> Collected data entries:
------------------------
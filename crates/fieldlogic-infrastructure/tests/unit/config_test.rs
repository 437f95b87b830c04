//! Tests for layered configuration loading

use fieldlogic_domain::Error;
use fieldlogic_infrastructure::config::{AppConfig, ConfigLoader};
use figment::Jail;

#[test]
fn test_defaults_without_sources() {
    Jail::expect_with(|_jail| {
        let config = ConfigLoader::new().load().map_err(|e| e.to_string())?;
        assert_eq!(config, AppConfig::default());
        assert_eq!(config.logging.level, "warn");
        assert_eq!(config.expressions.max_depth, 32);
        assert!(!config.rules.strict_unknown_rules);
        Ok(())
    });
}

#[test]
fn test_default_file_in_working_directory() {
    Jail::expect_with(|jail| {
        jail.create_file(
            "fieldlogic.toml",
            r#"
                [logging]
                level = "debug"

                [rules]
                strict_unknown_rules = true
            "#,
        )?;
        let config = ConfigLoader::new().load().map_err(|e| e.to_string())?;
        assert_eq!(config.logging.level, "debug");
        assert!(!config.logging.json_format);
        assert!(config.rules.strict_unknown_rules);
        assert_eq!(config.expressions.max_depth, 32);
        Ok(())
    });
}

#[test]
fn test_environment_overrides_file() {
    Jail::expect_with(|jail| {
        jail.create_file("custom.toml", "[expressions]\nmax_depth = 8\n")?;
        jail.set_env("FIELDLOGIC__EXPRESSIONS__MAX_DEPTH", "4");
        jail.set_env("FIELDLOGIC__LOGGING__JSON_FORMAT", "true");
        let config = ConfigLoader::new()
            .with_config_path("custom.toml")
            .load()
            .map_err(|e| e.to_string())?;
        assert_eq!(config.expressions.max_depth, 4);
        assert!(config.logging.json_format);
        Ok(())
    });
}

#[test]
fn test_custom_env_prefix() {
    Jail::expect_with(|jail| {
        jail.set_env("FORMS__LOGGING__LEVEL", "error");
        jail.set_env("FIELDLOGIC__LOGGING__LEVEL", "trace");
        let config = ConfigLoader::new()
            .with_env_prefix("FORMS")
            .load()
            .map_err(|e| e.to_string())?;
        assert_eq!(config.logging.level, "error");
        Ok(())
    });
}

#[test]
fn test_missing_explicit_file_is_an_error() {
    Jail::expect_with(|_jail| {
        let result = ConfigLoader::new().with_config_path("nope.toml").load();
        assert!(matches!(result, Err(Error::Configuration { .. })));
        Ok(())
    });
}

#[test]
fn test_validation_rejects_bad_values() {
    Jail::expect_with(|jail| {
        jail.set_env("FIELDLOGIC__LOGGING__LEVEL", "loud");
        let result = ConfigLoader::new().load();
        assert!(matches!(result, Err(Error::Configuration { .. })));

        jail.set_env("FIELDLOGIC__LOGGING__LEVEL", "info");
        jail.set_env("FIELDLOGIC__EXPRESSIONS__MAX_DEPTH", "0");
        let result = ConfigLoader::new().load();
        assert!(matches!(result, Err(Error::Configuration { .. })));
        Ok(())
    });
}

#[test]
fn test_save_and_reload() {
    let dir = tempfile::tempdir().unwrap();
    let path = dir.path().join("saved.toml");
    let mut config = AppConfig::default();
    config.expressions.max_depth = 12;
    config.rules.strict_unknown_rules = true;

    let loader = ConfigLoader::new().with_config_path(&path);
    loader.save_to_file(&config, &path).unwrap();
    assert_eq!(loader.config_path(), Some(path.as_path()));

    let reloaded = loader.with_env_prefix("FIELDLOGIC_TEST_UNUSED").load().unwrap();
    assert_eq!(reloaded, config);
}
------------------------
For each line in the data that holds the word "unwrap", copy the line.

    let dir = tempfile::tempdir().unwrap();
    loader.save_to_file(&config, &path).unwrap();
    let reloaded = loader.with_env_prefix("FIELDLOGIC_TEST_UNUSED").load().unwrap();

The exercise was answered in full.